* **Required action**:
Find the word "their" in the records and copy every line where it occurs.
(Beginning of Data)
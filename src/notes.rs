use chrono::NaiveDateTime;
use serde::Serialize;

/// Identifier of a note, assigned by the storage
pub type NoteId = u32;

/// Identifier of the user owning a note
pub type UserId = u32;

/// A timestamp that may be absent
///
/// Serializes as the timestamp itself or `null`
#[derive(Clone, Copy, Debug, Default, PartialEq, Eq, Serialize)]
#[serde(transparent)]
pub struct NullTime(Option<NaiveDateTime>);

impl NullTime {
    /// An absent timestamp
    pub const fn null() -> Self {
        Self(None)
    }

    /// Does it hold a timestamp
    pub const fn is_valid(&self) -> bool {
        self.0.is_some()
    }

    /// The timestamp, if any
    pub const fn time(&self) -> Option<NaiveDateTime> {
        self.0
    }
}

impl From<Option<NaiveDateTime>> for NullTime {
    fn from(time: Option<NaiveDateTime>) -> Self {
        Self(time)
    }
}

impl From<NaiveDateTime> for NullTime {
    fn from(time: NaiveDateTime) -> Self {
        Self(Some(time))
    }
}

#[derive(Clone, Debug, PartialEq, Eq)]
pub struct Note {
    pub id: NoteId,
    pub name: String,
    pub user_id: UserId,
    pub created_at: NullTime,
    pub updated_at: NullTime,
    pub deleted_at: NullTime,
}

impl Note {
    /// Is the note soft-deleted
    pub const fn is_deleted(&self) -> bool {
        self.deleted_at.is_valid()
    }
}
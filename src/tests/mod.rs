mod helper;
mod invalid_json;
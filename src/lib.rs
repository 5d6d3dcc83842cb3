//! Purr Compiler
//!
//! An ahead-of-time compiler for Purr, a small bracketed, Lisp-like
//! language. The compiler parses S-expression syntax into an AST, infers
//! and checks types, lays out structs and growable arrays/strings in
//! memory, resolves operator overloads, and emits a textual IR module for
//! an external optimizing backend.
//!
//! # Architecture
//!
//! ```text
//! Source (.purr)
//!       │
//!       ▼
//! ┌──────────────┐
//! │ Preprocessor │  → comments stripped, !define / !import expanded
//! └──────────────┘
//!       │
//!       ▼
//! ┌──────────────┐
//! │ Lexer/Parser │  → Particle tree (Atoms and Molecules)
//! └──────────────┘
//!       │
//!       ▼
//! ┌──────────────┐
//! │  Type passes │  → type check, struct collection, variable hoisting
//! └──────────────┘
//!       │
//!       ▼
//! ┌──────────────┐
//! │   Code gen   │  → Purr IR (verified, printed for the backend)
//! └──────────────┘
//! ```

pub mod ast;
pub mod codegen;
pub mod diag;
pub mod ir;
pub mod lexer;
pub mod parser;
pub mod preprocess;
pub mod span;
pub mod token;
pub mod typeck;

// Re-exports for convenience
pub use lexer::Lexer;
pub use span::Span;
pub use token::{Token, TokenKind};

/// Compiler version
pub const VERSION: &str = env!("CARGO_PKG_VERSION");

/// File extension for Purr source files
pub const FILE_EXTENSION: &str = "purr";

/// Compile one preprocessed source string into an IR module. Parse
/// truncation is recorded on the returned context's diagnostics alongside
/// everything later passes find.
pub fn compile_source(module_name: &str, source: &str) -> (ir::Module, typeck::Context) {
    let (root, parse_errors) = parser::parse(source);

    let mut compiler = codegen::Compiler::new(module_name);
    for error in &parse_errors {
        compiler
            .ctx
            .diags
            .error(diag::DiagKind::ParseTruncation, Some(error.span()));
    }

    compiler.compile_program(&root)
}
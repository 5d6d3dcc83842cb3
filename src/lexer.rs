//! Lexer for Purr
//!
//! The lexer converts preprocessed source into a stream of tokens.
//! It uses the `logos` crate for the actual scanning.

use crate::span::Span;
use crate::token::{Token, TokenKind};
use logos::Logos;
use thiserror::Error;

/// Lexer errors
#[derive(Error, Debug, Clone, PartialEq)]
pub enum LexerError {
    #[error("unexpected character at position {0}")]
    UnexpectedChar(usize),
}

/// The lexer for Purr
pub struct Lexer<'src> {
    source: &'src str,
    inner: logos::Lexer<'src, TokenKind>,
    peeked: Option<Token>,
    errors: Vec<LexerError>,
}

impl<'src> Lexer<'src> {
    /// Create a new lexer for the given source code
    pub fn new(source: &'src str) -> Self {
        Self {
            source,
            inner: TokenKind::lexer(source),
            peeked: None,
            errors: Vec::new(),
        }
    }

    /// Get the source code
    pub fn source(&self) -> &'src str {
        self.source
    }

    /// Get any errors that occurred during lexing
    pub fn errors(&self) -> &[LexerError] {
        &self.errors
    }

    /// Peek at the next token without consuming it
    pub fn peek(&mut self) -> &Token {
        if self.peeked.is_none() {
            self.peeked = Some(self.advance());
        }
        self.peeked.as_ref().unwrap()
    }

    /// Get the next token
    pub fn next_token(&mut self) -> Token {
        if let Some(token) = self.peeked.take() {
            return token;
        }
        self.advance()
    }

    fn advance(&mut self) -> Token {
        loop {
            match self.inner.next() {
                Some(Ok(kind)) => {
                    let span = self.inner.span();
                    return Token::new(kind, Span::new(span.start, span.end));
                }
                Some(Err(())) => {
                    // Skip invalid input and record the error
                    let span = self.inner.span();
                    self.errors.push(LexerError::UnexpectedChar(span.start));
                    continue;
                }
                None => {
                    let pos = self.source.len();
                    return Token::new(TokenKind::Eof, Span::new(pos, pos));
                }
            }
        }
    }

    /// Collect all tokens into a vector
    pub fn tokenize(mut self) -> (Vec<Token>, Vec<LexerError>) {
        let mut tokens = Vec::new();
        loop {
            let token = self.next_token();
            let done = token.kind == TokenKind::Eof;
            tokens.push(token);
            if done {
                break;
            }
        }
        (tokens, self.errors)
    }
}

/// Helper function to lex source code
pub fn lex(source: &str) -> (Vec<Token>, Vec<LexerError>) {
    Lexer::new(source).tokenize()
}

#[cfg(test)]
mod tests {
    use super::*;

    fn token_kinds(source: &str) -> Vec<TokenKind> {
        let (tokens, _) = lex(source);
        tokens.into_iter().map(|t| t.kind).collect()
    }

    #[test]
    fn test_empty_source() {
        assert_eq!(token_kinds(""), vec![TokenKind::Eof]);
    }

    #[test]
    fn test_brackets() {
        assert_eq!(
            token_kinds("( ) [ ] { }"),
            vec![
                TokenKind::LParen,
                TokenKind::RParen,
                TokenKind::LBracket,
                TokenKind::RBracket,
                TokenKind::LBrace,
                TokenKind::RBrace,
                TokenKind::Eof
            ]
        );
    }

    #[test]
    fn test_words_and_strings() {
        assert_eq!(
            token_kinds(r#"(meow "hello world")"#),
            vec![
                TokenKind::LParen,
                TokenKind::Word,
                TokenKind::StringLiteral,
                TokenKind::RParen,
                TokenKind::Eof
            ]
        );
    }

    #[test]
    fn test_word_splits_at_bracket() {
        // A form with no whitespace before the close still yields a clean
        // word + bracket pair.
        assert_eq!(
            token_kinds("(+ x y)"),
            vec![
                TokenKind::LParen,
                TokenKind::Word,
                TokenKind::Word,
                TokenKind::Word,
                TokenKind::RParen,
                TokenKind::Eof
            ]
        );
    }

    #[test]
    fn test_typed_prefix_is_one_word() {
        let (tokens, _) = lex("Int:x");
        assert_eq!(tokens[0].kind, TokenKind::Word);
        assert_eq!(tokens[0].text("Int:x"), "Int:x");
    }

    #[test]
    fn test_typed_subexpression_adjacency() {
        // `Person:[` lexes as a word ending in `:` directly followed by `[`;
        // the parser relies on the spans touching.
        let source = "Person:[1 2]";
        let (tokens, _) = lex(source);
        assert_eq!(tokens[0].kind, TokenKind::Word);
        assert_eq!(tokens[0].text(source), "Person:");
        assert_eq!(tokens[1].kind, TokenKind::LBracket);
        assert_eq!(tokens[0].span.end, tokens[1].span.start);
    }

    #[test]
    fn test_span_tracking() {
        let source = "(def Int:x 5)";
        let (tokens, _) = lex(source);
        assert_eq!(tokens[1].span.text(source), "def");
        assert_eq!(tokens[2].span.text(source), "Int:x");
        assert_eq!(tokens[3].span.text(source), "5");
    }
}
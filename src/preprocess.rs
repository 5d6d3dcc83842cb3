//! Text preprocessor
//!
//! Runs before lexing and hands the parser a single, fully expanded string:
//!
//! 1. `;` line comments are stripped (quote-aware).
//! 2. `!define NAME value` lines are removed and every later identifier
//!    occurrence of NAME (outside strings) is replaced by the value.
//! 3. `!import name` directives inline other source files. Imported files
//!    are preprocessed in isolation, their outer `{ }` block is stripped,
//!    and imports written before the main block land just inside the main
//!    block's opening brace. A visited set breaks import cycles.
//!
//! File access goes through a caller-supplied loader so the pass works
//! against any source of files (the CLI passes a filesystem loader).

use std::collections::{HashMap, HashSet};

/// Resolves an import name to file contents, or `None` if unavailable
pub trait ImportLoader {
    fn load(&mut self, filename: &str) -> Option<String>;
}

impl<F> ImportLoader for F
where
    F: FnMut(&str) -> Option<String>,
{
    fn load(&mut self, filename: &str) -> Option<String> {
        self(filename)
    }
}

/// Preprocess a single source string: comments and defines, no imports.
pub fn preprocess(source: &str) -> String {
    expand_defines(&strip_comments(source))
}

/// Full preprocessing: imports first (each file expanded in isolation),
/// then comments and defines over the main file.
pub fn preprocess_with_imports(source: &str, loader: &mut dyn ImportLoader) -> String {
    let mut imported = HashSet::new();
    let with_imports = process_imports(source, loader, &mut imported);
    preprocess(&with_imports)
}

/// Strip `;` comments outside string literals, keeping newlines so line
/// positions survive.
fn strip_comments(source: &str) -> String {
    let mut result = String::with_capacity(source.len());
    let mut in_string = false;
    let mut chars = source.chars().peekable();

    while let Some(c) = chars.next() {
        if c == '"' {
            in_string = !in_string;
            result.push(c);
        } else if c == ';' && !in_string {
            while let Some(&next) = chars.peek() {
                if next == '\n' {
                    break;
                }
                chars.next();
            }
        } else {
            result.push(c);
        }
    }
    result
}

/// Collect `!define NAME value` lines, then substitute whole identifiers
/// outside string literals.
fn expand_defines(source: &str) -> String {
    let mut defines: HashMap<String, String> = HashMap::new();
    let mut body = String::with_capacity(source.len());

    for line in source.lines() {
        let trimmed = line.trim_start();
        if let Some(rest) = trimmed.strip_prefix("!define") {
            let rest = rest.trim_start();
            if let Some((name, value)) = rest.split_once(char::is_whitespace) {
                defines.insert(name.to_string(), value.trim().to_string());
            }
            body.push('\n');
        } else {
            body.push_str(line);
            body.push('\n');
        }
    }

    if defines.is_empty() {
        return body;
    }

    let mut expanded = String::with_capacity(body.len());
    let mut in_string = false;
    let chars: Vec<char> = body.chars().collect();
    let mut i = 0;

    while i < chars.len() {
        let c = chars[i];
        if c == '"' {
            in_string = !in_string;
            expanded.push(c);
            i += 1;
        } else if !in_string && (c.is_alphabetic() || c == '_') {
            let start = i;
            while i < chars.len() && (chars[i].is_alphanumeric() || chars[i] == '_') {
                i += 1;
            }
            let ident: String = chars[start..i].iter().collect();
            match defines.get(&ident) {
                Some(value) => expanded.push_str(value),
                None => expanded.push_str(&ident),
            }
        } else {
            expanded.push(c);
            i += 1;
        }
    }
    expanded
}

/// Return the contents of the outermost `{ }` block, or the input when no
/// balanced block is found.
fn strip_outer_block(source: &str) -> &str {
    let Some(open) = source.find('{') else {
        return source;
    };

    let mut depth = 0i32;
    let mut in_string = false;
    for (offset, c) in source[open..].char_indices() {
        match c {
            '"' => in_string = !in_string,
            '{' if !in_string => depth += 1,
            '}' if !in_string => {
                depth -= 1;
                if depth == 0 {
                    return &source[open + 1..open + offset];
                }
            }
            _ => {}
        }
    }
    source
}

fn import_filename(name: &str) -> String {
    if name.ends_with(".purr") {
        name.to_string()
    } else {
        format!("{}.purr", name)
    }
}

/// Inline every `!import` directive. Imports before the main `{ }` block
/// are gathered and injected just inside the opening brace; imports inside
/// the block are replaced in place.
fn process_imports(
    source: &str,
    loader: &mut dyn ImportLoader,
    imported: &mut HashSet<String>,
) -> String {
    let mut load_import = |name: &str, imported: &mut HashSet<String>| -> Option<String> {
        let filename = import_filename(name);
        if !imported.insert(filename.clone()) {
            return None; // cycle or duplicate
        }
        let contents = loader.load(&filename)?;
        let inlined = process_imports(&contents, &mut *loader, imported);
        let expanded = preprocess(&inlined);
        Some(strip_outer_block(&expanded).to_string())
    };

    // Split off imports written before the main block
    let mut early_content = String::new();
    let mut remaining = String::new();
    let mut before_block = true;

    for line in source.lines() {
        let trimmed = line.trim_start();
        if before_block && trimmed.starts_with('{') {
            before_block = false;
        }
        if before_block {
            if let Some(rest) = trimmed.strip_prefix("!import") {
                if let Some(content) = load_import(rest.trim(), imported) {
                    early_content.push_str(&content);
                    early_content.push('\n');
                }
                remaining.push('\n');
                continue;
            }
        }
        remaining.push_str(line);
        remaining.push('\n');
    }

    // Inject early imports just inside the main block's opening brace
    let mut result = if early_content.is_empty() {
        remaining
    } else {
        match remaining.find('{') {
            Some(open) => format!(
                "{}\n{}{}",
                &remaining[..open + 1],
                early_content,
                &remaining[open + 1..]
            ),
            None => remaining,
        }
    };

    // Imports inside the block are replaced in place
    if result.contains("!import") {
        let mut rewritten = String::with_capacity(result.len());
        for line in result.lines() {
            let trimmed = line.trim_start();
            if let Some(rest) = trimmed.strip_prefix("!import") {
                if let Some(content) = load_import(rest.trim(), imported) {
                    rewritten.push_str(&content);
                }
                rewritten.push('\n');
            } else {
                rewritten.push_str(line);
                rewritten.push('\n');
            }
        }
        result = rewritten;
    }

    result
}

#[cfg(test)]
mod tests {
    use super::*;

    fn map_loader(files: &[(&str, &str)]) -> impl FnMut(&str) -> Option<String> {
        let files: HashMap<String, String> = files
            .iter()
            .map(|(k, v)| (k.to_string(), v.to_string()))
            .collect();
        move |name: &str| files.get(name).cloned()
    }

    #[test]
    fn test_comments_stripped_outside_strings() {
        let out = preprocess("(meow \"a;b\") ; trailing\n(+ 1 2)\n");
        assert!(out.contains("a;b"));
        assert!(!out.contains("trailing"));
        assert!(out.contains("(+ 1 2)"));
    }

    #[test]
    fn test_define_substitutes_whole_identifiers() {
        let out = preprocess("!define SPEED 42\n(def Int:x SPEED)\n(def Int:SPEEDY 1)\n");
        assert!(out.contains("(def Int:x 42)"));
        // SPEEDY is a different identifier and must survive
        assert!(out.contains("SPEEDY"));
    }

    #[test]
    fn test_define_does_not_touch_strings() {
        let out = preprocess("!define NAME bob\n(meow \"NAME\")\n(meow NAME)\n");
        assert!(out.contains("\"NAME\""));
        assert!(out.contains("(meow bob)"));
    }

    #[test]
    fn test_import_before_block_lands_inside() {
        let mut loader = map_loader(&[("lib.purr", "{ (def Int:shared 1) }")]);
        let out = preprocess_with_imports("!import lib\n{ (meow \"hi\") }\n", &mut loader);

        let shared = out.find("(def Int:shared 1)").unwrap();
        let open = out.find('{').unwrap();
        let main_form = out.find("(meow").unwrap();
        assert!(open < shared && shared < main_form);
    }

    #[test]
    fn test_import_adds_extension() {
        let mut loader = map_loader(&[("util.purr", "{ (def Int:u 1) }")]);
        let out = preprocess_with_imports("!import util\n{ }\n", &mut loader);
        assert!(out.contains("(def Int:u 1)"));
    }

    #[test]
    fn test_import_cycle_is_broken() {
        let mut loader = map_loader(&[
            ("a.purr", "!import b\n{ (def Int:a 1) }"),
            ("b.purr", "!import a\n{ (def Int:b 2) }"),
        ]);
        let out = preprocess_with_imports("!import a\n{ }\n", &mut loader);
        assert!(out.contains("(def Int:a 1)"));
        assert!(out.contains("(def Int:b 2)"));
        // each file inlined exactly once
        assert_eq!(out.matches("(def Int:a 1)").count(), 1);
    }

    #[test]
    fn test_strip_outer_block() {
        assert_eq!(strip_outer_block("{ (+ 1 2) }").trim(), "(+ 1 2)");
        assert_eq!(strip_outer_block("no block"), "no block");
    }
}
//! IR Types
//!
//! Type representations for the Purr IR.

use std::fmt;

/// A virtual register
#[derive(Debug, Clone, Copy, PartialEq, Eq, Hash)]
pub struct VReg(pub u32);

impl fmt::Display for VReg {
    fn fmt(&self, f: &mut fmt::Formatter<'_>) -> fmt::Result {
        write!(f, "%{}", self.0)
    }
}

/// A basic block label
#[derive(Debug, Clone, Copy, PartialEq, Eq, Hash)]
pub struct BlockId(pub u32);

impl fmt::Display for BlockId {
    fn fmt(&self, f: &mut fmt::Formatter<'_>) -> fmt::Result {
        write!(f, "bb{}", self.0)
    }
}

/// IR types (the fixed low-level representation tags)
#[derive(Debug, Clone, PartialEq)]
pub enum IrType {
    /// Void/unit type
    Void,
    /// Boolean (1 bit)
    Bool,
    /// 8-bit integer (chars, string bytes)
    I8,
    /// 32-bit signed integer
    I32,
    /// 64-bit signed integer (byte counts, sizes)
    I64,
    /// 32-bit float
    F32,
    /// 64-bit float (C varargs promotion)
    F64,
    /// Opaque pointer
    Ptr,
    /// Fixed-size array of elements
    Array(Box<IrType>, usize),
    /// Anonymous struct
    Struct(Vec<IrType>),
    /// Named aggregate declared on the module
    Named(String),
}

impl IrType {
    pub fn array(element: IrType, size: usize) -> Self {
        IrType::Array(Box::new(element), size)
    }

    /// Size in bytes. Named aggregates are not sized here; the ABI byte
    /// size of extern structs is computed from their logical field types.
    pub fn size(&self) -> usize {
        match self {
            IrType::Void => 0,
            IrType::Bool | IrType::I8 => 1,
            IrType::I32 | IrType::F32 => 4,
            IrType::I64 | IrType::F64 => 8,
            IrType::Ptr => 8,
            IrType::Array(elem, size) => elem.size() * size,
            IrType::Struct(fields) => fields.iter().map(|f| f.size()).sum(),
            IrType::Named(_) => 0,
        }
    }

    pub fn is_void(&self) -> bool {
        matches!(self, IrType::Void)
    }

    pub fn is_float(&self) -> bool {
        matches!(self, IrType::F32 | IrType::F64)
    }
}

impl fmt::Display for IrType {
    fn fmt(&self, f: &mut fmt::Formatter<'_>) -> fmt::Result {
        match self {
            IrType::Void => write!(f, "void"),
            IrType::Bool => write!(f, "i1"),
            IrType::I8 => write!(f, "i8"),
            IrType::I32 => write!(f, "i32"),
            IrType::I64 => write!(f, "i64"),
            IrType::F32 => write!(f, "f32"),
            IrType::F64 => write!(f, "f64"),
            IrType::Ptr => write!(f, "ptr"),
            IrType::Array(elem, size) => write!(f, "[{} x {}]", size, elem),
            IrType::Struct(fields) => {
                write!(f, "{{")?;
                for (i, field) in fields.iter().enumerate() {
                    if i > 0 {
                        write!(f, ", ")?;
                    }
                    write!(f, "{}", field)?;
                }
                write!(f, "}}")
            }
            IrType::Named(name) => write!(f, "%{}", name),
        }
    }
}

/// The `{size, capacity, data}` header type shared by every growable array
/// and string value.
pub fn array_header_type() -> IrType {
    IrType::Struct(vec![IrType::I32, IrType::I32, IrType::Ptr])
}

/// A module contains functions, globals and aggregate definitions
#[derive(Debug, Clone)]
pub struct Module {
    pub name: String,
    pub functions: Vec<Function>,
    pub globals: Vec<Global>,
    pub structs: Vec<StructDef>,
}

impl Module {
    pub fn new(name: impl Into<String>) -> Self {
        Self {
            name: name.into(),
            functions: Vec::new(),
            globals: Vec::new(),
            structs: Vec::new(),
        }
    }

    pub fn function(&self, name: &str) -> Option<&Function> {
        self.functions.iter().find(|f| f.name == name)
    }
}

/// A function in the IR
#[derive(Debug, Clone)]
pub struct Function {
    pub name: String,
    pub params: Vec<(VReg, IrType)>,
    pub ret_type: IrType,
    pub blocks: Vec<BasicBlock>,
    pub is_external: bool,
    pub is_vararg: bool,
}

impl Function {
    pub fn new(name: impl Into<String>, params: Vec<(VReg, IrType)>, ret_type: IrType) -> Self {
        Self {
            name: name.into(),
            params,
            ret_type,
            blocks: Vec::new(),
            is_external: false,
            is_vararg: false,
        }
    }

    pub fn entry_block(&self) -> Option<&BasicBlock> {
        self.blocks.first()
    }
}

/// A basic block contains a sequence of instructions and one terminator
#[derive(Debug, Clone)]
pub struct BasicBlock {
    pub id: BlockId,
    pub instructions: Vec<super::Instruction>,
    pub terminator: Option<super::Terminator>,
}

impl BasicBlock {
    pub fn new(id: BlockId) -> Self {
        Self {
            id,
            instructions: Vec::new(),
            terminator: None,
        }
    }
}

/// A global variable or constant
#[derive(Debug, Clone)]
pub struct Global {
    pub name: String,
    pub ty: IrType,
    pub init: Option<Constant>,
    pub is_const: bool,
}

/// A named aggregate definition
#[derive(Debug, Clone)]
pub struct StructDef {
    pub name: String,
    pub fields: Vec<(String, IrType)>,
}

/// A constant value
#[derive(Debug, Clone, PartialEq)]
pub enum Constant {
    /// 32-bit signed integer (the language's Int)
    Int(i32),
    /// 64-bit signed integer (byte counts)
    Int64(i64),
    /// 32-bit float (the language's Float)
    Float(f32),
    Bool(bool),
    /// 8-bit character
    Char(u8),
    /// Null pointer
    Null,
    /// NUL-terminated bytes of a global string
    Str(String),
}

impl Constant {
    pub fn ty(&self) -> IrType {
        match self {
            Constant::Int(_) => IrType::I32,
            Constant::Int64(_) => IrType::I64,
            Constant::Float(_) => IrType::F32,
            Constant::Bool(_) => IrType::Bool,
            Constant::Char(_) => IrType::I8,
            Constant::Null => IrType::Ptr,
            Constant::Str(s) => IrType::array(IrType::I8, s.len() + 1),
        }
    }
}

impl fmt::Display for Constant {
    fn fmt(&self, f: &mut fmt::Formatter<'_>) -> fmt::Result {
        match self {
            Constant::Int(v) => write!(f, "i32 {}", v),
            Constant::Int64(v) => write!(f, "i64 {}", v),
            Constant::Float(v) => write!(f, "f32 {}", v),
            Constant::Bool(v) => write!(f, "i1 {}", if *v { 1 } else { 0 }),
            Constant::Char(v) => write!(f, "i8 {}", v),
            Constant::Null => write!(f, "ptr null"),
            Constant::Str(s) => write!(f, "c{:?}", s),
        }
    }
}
(End of Data)
* **Exercise solution**:
//!    are preprocessed in isolation, their outer `{ }` block is stripped,
    /// size of extern structs is computed from their logical field types.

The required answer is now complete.